Discussion in 'Tilted Philosophy, Politics, and Economics' started by Willravel, Sep 25, 2011.

  1. Charlatan

    Charlatan sous les pavés, la plage

    Location:
    Temasek
    Obama has as much say in the local governments of the US as he does in how the Egyptians run things. If he can offer his moral support in one area, he should be able to offer it in the other.

    I do see the difference and understand why he doesn't say anything in the US but really...
     
  2. pan6467

    pan6467 a triangle in a circular world.

    That's no surprise, let's keep that .1% rich on capital gains. Forbes via Yahoo, had a great article that it was actually the .1% that was making all the money and the gap there was the one widening and it was due to Capital Gains.
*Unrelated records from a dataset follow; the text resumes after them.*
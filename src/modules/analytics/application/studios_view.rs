use std::sync::Arc;

use tokio_util::sync::CancellationToken;
use tracing::warn;

use crate::modules::analytics::domain::{StudioAnalyticsReport, StudioSort, YEAR_CHOICES};
use crate::modules::catalog::traits::CatalogApi;
use crate::shared::application::remote::{FetchSequence, RemoteData};

const STUDIO_LIMIT: u32 = 10;
const DEFAULT_YEARS: u32 = 5;

const LOAD_ERROR: &str = "Failed to load studios data. Please make sure the backend is running.";

/// State behind the studio analytics dashboard. Changing the time range
/// or the sort refetches the whole report.
pub struct StudiosView {
    api: Arc<dyn CatalogApi>,
    cancel: CancellationToken,
    sequence: FetchSequence,
    years: u32,
    sort_by: StudioSort,
    report: RemoteData<StudioAnalyticsReport>,
}

impl StudiosView {
    pub fn new(api: Arc<dyn CatalogApi>) -> Self {
        Self {
            api,
            cancel: CancellationToken::new(),
            sequence: FetchSequence::default(),
            years: DEFAULT_YEARS,
            sort_by: StudioSort::Workload,
            report: RemoteData::Idle,
        }
    }

    pub async fn mount(&mut self) {
        self.refresh().await;
    }

    /// Switch the time range. Values outside the offered choices are
    /// ignored.
    pub async fn set_years(&mut self, years: u32) {
        if !YEAR_CHOICES.contains(&years) || years == self.years {
            return;
        }
        self.years = years;
        self.refresh().await;
    }

    pub async fn set_sort(&mut self, sort_by: StudioSort) {
        if sort_by == self.sort_by {
            return;
        }
        self.sort_by = sort_by;
        self.refresh().await;
    }

    pub async fn retry(&mut self) {
        self.refresh().await;
    }

    pub fn close(&self) {
        self.cancel.cancel();
    }

    pub fn years(&self) -> u32 {
        self.years
    }

    pub fn sort_by(&self) -> StudioSort {
        self.sort_by
    }

    pub fn report(&self) -> &RemoteData<StudioAnalyticsReport> {
        &self.report
    }

    async fn refresh(&mut self) {
        self.report = RemoteData::Loading;
        let ticket = self.sequence.issue();

        let api = Arc::clone(&self.api);
        let cancel = self.cancel.clone();
        let years = self.years;
        let sort_by = self.sort_by;
        let outcome = tokio::select! {
            biased;

            _ = cancel.cancelled() => return,
            outcome = api.studio_analytics(years, sort_by, STUDIO_LIMIT) => outcome,
        };
        if !self.sequence.is_current(ticket) {
            return;
        }

        if let Err(e) = &outcome {
            warn!(error = %e, years, "studio analytics fetch failed");
        }
        self.report.resolve(outcome, LOAD_ERROR);
    }
}
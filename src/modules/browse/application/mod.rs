pub mod browse_view;

pub use browse_view::{BrowseView, FetchPlan, BROWSE_PAGE_SIZE};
Not so much regular taxes. It was an article I would never expect from Forbes.

    I'll see if I can find it.
    --- merged: Nov 21, 2011 11:39 PM ---
    I did and it was a mistake I hit the damned reply button instead of edit. I thought I had corrected it.

    Yes, you can't truly solve a problem unless you recognize you have one. Obama is truly in a tough situation and I do not envy him, nor have a workable solution in theory.

    --- merged: Nov 21, 2011 11:45 PM ---
    I agree in both cases you state. He should be offering the same exact support he did to other countries. BUT, it's politics and it is here at home. Regardless of how I may feel about OWS, his lack of leadership in this is astoundingly sad. It may end up costing him the election.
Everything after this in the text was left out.